O Ponto G existe, segundo pesquisa

A localização do ponto G sempre criou muitas dúvidas entre as pessoas, afinal, ele está associado ao mistério do prazer feminino durante o ato…

Cientista norte-americano afirma ter descoberto o ponto G.

A localização do ponto G sempre criou muitas dúvidas entre as pessoas, afinal, ele está associado ao mistério do prazer feminino durante o ato sexual. No entanto, uma pesquisa publicada no ‘The Journal of Sexual Medicine’ declara a descoberta do tão procurada região que estimula o orgasmo da mulher.
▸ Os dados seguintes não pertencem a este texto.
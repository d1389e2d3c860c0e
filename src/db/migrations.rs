// src/db/migrations.rs
//
// Local schema initialization
//
// PRINCIPLES:
// - Explicit schema versions
// - No automatic migrations
// - Idempotent operations

use crate::error::{AppError, AppResult};
use rusqlite::Connection;

/// Current schema version
/// Increment this when adding migrations
const CURRENT_SCHEMA_VERSION: i32 = 1;

/// Initialize the local schema
///
/// Safe to call multiple times (idempotent).
pub fn initialize_database(conn: &Connection) -> AppResult<()> {
    let current_version = get_schema_version(conn)?;

    if current_version == 0 {
        apply_initial_schema(conn)?;
        set_schema_version(conn, 1)?;
    } else if current_version < CURRENT_SCHEMA_VERSION {
        // Future: apply incremental migrations here
        return Err(AppError::Other(format!(
            "Schema version {} is outdated. Expected {}. Manual migration required.",
            current_version, CURRENT_SCHEMA_VERSION
        )));
    } else if current_version > CURRENT_SCHEMA_VERSION {
        return Err(AppError::Other(format!(
            "Schema version {} is newer than supported {}. Update the application.",
            current_version, CURRENT_SCHEMA_VERSION
        )));
    }

    Ok(())
}

/// Get current schema version
/// Returns 0 if schema_version table doesn't exist (fresh database)
fn get_schema_version(conn: &Connection) -> AppResult<i32> {
    let table_exists: bool = conn
        .query_row(
            "SELECT EXISTS(SELECT 1 FROM sqlite_master WHERE type='table' AND name='schema_version')",
            [],
            |row| row.get(0),
        )
        .map_err(AppError::Database)?;

    if !table_exists {
        return Ok(0);
    }

    let version: Option<i32> = conn
        .query_row("SELECT MAX(version) FROM schema_version", [], |row| {
            row.get(0)
        })
        .map_err(AppError::Database)?;

    Ok(version.unwrap_or(0))
}

/// Set schema version
fn set_schema_version(conn: &Connection, version: i32) -> AppResult<()> {
    conn.execute(
        "INSERT OR IGNORE INTO schema_version (version, applied_at) VALUES (?1, datetime('now'))",
        [version],
    )
    .map_err(AppError::Database)?;

    Ok(())
}

/// Apply initial schema (version 1)
fn apply_initial_schema(conn: &Connection) -> AppResult<()> {
    let schema = include_str!("../../schema.sql");

    conn.execute_batch(schema)
        .map_err(|e| AppError::Other(format!("Failed to apply initial schema: {}", e)))?;

    Ok(())
}
use serde::{Deserialize, Serialize};

use crate::domain::{DomainError, DomainResult};

/// An account identity as the portal reports it after login.
/// The portal assigns ids; the client never invents one.
#[derive(Debug, Clone, PartialEq, Eq, Serialize, Deserialize)]
pub struct User {
    pub id: i64,
    pub username: String,
    pub role: Role,
}

/// Account role, fixed at account creation. Not mutable from the client.
#[derive(Debug, Clone, Copy, PartialEq, Eq, Serialize, Deserialize)]
#[serde(rename_all = "lowercase")]
pub enum Role {
    Applicant,
    Admin,
}

impl Role {
    /// Parse a role string from the wire or from local storage.
    pub fn parse(value: &str) -> DomainResult<Self> {
        match value {
            "applicant" => Ok(Role::Applicant),
            "admin" => Ok(Role::Admin),
            other => Err(DomainError::UnknownRole(other.to_string())),
        }
    }
}

impl std::fmt::Display for Role {
    fn fmt(&self, f: &mut std::fmt::Formatter<'_>) -> std::fmt::Result {
        match self {
            Role::Applicant => write!(f, "applicant"),
            Role::Admin => write!(f, "admin"),
        }
    }
}

#[cfg(test)]
mod tests {
    use super::*;

    #[test]
    fn test_role_round_trip() {
        assert_eq!(Role::parse("applicant").unwrap(), Role::Applicant);
        assert_eq!(Role::parse("admin").unwrap(), Role::Admin);
        assert_eq!(Role::Admin.to_string(), "admin");
        assert_eq!(Role::Applicant.to_string(), "applicant");
    }

    #[test]
    fn test_unknown_role_rejected() {
        assert!(Role::parse("superuser").is_err());
        assert!(Role::parse("").is_err());
        assert!(Role::parse("Admin").is_err());
    }
}
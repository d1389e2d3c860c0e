// src/services/session_service.rs
//
// Session Manager - single authority over identity
//
// RULES:
// - The in-memory session is only ever mutated here
// - Durable storage is written/erased BEFORE the in-memory update, so an
//   interruption between the two favors the durable copy on next restore
// - Everything else reads the session as an immutable snapshot

use std::sync::{Arc, RwLock};

use crate::domain::{Role, Session, User};
use crate::error::{AppError, AppResult};
use crate::integrations::{CredentialStore, PortalClient};
use crate::repositories::{CredentialRepository, PersistedCredential};

/// One fixed sentence for every expected sign-in failure. Bad credentials
/// and transport faults must be indistinguishable to the caller.
const LOGIN_FAILED: &str = "Unable to sign in with the provided credentials";

const REGISTER_FAILED: &str = "Unable to create the account";

/// Result of a login attempt. Expected failures are data, not errors.
#[derive(Debug, Clone, PartialEq)]
pub enum LoginOutcome {
    Success(User),
    Failure { message: String },
}

/// Result of an account creation attempt.
#[derive(Debug, Clone, PartialEq)]
pub enum RegisterOutcome {
    Success,
    Failure { message: String },
}

pub struct SessionManager {
    session: RwLock<Session>,
    credentials: Arc<dyn CredentialStore>,
    storage: Arc<dyn CredentialRepository>,
    transport: Arc<PortalClient>,
}

impl SessionManager {
    pub fn new(
        credentials: Arc<dyn CredentialStore>,
        storage: Arc<dyn CredentialRepository>,
        transport: Arc<PortalClient>,
    ) -> Self {
        Self {
            session: RwLock::new(Session::anonymous()),
            credentials,
            storage,
            transport,
        }
    }

    /// Rebuild the session from durable storage.
    ///
    /// Runs during application bootstrap, before any view renders, so a
    /// signed-out user never sees a flash of protected content. A missing
    /// or unreadable stored credential resolves to "no session".
    pub fn restore(&self) -> AppResult<()> {
        match self.storage.load()? {
            Some(credential) => {
                self.transport.install_token(&credential.token);
                *self.session.write().unwrap() =
                    Session::authenticated(credential.user.clone(), credential.token);
                log::info!(
                    "Restored session for {} ({})",
                    credential.user.username,
                    credential.user.role
                );
            }
            None => {
                log::debug!("No persisted session to restore");
            }
        }
        Ok(())
    }

    /// Exchange credentials for a session.
    ///
    /// Expected failures (rejected credentials, unreachable portal) are
    /// normalized into `LoginOutcome::Failure` with the same message; only
    /// local faults such as a failed persistence write return `Err`.
    pub async fn login(&self, username: &str, password: &str) -> AppResult<LoginOutcome> {
        let grant = match self.credentials.login(username, password).await {
            Ok(grant) => grant,
            Err(AppError::Authentication)
            | Err(AppError::Authorization)
            | Err(AppError::Validation(_))
            | Err(AppError::Remote(_)) => {
                log::info!("Login failed for {}", username);
                return Ok(LoginOutcome::Failure {
                    message: LOGIN_FAILED.to_string(),
                });
            }
            Err(other) => return Err(other),
        };

        // Durable copy first; only then the in-memory state and the token.
        self.storage.save(&PersistedCredential {
            user: grant.user.clone(),
            token: grant.token.clone(),
        })?;
        self.transport.install_token(&grant.token);
        *self.session.write().unwrap() =
            Session::authenticated(grant.user.clone(), grant.token);

        log::info!("Signed in {} ({})", grant.user.username, grant.user.role);
        Ok(LoginOutcome::Success(grant.user))
    }

    /// Create an applicant account. Never signs the new account in.
    pub async fn register(
        &self,
        username: &str,
        email: &str,
        password: &str,
    ) -> AppResult<RegisterOutcome> {
        match self.credentials.register(username, email, password).await {
            Ok(()) => Ok(RegisterOutcome::Success),
            // The portal's rejection text ("User already exists!") is safe
            // to show inline next to the form.
            Err(AppError::Validation(message)) => Ok(RegisterOutcome::Failure { message }),
            Err(AppError::Authentication) | Err(AppError::Remote(_)) => {
                Ok(RegisterOutcome::Failure {
                    message: REGISTER_FAILED.to_string(),
                })
            }
            Err(other) => Err(other),
        }
    }

    /// Clear the session everywhere: durable storage, the installed
    /// transport credential, and memory. Idempotent.
    pub fn logout(&self) -> AppResult<()> {
        self.storage.clear()?;
        self.transport.discard_token();
        self.session.write().unwrap().clear();

        log::info!("Signed out");
        Ok(())
    }

    /// Immutable snapshot of the current session.
    pub fn session(&self) -> Session {
        self.session.read().unwrap().clone()
    }

    pub fn is_authenticated(&self) -> bool {
        self.session.read().unwrap().is_authenticated()
    }

    pub fn current_user(&self) -> Option<User> {
        self.session.read().unwrap().user().cloned()
    }

    pub fn role(&self) -> Option<Role> {
        self.session.read().unwrap().role()
    }
}
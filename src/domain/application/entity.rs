use chrono::{DateTime, Utc};
use serde::{Deserialize, Serialize};

use crate::domain::{DomainError, DomainResult};

/// A submitted application for a job posting.
/// Authoritative state lives on the portal; the client holds a mirror that
/// is only advanced after the portal acknowledges a change.
#[derive(Debug, Clone, PartialEq, Serialize, Deserialize)]
pub struct Application {
    /// Portal-assigned identifier
    pub id: i64,

    /// The posting this application targets
    pub job_id: i64,

    /// The applicant account that submitted it
    pub applicant_id: i64,

    /// The résumé attached at submission time
    pub resume_id: i64,

    /// Submission timestamp
    pub application_date: DateTime<Utc>,

    /// Current review state
    pub status: ApplicationStatus,

    /// Compatibility number computed server-side at creation, 0..=100.
    /// Opaque and immutable from the client's perspective.
    pub match_score: f32,

    /// Denormalized for display: title of the targeted job
    pub job_title: String,

    /// Denormalized for display, present only on the admin listing
    pub applicant_name: Option<String>,

    /// Denormalized for display, present only on the admin listing
    pub applicant_email: Option<String>,
}

/// Review state of an application.
///
/// The portal currently allows an admin to move an application from any
/// state to any other state, reverting included. The graph is still kept
/// explicit here so tightening it later is a local edit.
#[derive(Debug, Clone, Copy, PartialEq, Eq, Serialize, Deserialize)]
#[serde(rename_all = "lowercase")]
pub enum ApplicationStatus {
    Pending,
    Shortlisted,
    Interviewed,
    Rejected,
}

impl ApplicationStatus {
    pub const ALL: [ApplicationStatus; 4] = [
        ApplicationStatus::Pending,
        ApplicationStatus::Shortlisted,
        ApplicationStatus::Interviewed,
        ApplicationStatus::Rejected,
    ];

    /// Parse a status string from the wire.
    pub fn parse(value: &str) -> DomainResult<Self> {
        match value {
            "pending" => Ok(ApplicationStatus::Pending),
            "shortlisted" => Ok(ApplicationStatus::Shortlisted),
            "interviewed" => Ok(ApplicationStatus::Interviewed),
            "rejected" => Ok(ApplicationStatus::Rejected),
            other => Err(DomainError::UnknownStatus(other.to_string())),
        }
    }

    /// States reachable from `self`: every state except itself.
    pub fn allowed_transitions(self) -> Vec<ApplicationStatus> {
        Self::ALL.iter().copied().filter(|s| *s != self).collect()
    }

    /// Whether `next` is a transition (self-edges are not transitions;
    /// setting the current status again is a portal-side no-op).
    pub fn can_transition_to(self, next: ApplicationStatus) -> bool {
        next != self
    }
}

impl std::fmt::Display for ApplicationStatus {
    fn fmt(&self, f: &mut std::fmt::Formatter<'_>) -> std::fmt::Result {
        match self {
            ApplicationStatus::Pending => write!(f, "pending"),
            ApplicationStatus::Shortlisted => write!(f, "shortlisted"),
            ApplicationStatus::Interviewed => write!(f, "interviewed"),
            ApplicationStatus::Rejected => write!(f, "rejected"),
        }
    }
}
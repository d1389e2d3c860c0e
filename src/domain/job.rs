use chrono::{DateTime, Utc};
use serde::{Deserialize, Serialize};

/// A job posting, owned by the portal. The client only ever holds
/// read-through copies; a copy is invalidated by re-fetching, never edited.
#[derive(Debug, Clone, PartialEq, Serialize, Deserialize)]
pub struct Job {
    pub id: i64,
    pub title: String,
    pub description: String,
    pub posting_date: DateTime<Utc>,
}
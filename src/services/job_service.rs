// src/services/job_service.rs
//
// Read paths over the remote job store, plus the batched loads the
// dashboard and apply-form views issue together. A batch either resolves
// completely or fails completely; no partial-success view state.

use std::sync::Arc;

use tokio::try_join;

use crate::domain::{Job, Resume};
use crate::error::AppResult;
use crate::integrations::{PortalStats, RecordStore};

/// Batch payload for the admin dashboard.
#[derive(Debug, Clone, PartialEq)]
pub struct AdminDashboardView {
    pub jobs: Vec<Job>,
    pub stats: PortalStats,
}

/// Batch payload for the application form.
#[derive(Debug, Clone, PartialEq)]
pub struct ApplyFormView {
    pub job: Job,
    pub resumes: Vec<Resume>,
}

pub struct JobService {
    records: Arc<dyn RecordStore>,
}

impl JobService {
    pub fn new(records: Arc<dyn RecordStore>) -> Self {
        Self { records }
    }

    /// Open postings for the applicant dashboard.
    pub async fn list_jobs(&self) -> AppResult<Vec<Job>> {
        self.records.list_jobs().await
    }

    /// A single posting. An absent id is `AppError::NotFound`, which views
    /// render as a dedicated not-found state, distinct from failure.
    pub async fn fetch_job(&self, job_id: i64) -> AppResult<Job> {
        self.records.fetch_job(job_id).await
    }

    /// Admin dashboard: postings and portal counters, fetched concurrently.
    pub async fn load_admin_dashboard(&self) -> AppResult<AdminDashboardView> {
        let (jobs, stats) = try_join!(self.records.list_jobs(), self.records.fetch_stats())?;
        Ok(AdminDashboardView { jobs, stats })
    }

    /// Apply form: the targeted posting and the caller's résumés, fetched
    /// concurrently.
    pub async fn load_apply_form(&self, job_id: i64) -> AppResult<ApplyFormView> {
        let (job, resumes) = try_join!(
            self.records.fetch_job(job_id),
            self.records.list_resumes()
        )?;
        Ok(ApplyFormView { job, resumes })
    }
}
// src/services/access_gate.rs
//
// Access Gate - decides whether the current session may enter a view
//
// RULES:
// - Re-evaluated on every navigation, never cached: login and logout can
//   change the session without a reload
// - Not-signed-in and wrong-role are only distinguishable by where the
//   redirect lands, never by an error message

use std::sync::{Arc, Mutex};

use crate::domain::Role;
use crate::services::session_service::SessionManager;

/// Navigable views and their role requirements.
#[derive(Debug, Clone, Copy, PartialEq, Eq)]
pub enum Route {
    Login,
    Register,
    /// Applicant dashboard (job listings)
    ApplicantHome,
    /// Public posting detail page
    JobDetails(i64),
    ApplyForm(i64),
    MyApplications,
    AdminHome,
    NewJob,
    AdminJobDetails(i64),
    EditJob(i64),
    AdminApplications,
}

impl Route {
    /// The role required to enter, or None for public views.
    pub fn required_role(self) -> Option<Role> {
        match self {
            Route::Login | Route::Register | Route::JobDetails(_) => None,
            Route::ApplicantHome | Route::ApplyForm(_) | Route::MyApplications => {
                Some(Role::Applicant)
            }
            Route::AdminHome
            | Route::NewJob
            | Route::AdminJobDetails(_)
            | Route::EditJob(_)
            | Route::AdminApplications => Some(Role::Admin),
        }
    }

    /// Where a role lands by default.
    pub fn home_for(role: Role) -> Route {
        match role {
            Role::Admin => Route::AdminHome,
            Role::Applicant => Route::ApplicantHome,
        }
    }
}

/// Gate decision for a navigation attempt.
#[derive(Debug, Clone, Copy, PartialEq, Eq)]
pub enum Access {
    Granted,
    Redirect(Route),
}

pub struct AccessGate {
    sessions: Arc<SessionManager>,
    /// Destination remembered across a redirect to login. A newer protected
    /// navigation attempt overwrites an older one.
    pending: Mutex<Option<Route>>,
}

impl AccessGate {
    pub fn new(sessions: Arc<SessionManager>) -> Self {
        Self {
            sessions,
            pending: Mutex::new(None),
        }
    }

    /// Decide entry for `route` against the session as it is right now.
    pub fn resolve(&self, route: Route) -> Access {
        let Some(required) = route.required_role() else {
            return Access::Granted;
        };

        let session = self.sessions.session();
        let Some(role) = session.role().filter(|_| session.is_authenticated()) else {
            *self.pending.lock().unwrap() = Some(route);
            return Access::Redirect(Route::Login);
        };

        if role != required {
            // Silent redirect to the caller's own home; no pending target,
            // no error text, nothing that confirms the view exists.
            return Access::Redirect(Route::home_for(role));
        }

        Access::Granted
    }

    /// The destination to resume after a successful login, consumed once.
    pub fn take_pending(&self) -> Option<Route> {
        self.pending.lock().unwrap().take()
    }

    /// Where to navigate right after login: the remembered destination if
    /// one exists, otherwise the role's home.
    pub fn post_login_destination(&self, role: Role) -> Route {
        self.take_pending().unwrap_or_else(|| Route::home_for(role))
    }
}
O estudo realizado sobre a descoberta do ponto G tem a autoria do ginecologista norte-americano Adam Ostrzenski, do Instituto de Ginecologia da cidade de São Petesburgo. Ele garante que encontrou o local de estímulo no órgão genital feminino após analisar o cadáver de uma mulher de 83 anos, um dia após a morte.

Onde está o ponto G?

De acordo com a avaliação do cientista, o ponto G está numa parede da frente da vagina, sendo bem delineada. A estrutura fica comprimida numa espécie de casulo, mas ao ser removida, sofre extensão, alcançando 8,1 mm de comprimento.

De acordo com a pesquisa, quando a zona erógena é estimulada, ela aumenta de tamanho.

Adam Ostrzenski sabe que este assunto gera polêmica, afinal, estudos anteriores alegavam a inexistência do ponto G. Mas, ele acredita que nunca uma pesquisa analisou tão profundamente a vagina de uma mulher, por isso a sua teoria tem tudo para estar certa.

O cientista norte-americano relatou ter encontrado uma zona azulada e fibrosa, capaz de se dilatar ao receber estímulos. Esta região da vagina, considerada por ele como ponto G, é única no órgão feminino, ou seja, não existe outra estrutura similar.

Conscientes das controvérsias, o ginecologista afirmou que a estrutura anatômica do ponto G existe sim, mas pode haver diferenças de uma mulher para a outra.

Na opinião de alguns ginecologistas, o ponto G não pode se limitar apenas a um pedaço da mulher. Ele precisa levar em conta o conjunto, ou seja, outros pontos eróticos que quando estimulados geram prazer, como coxas e seios. Há ainda uma ressalva para a questão do afeto que a mulher sente pelo seu parceiro.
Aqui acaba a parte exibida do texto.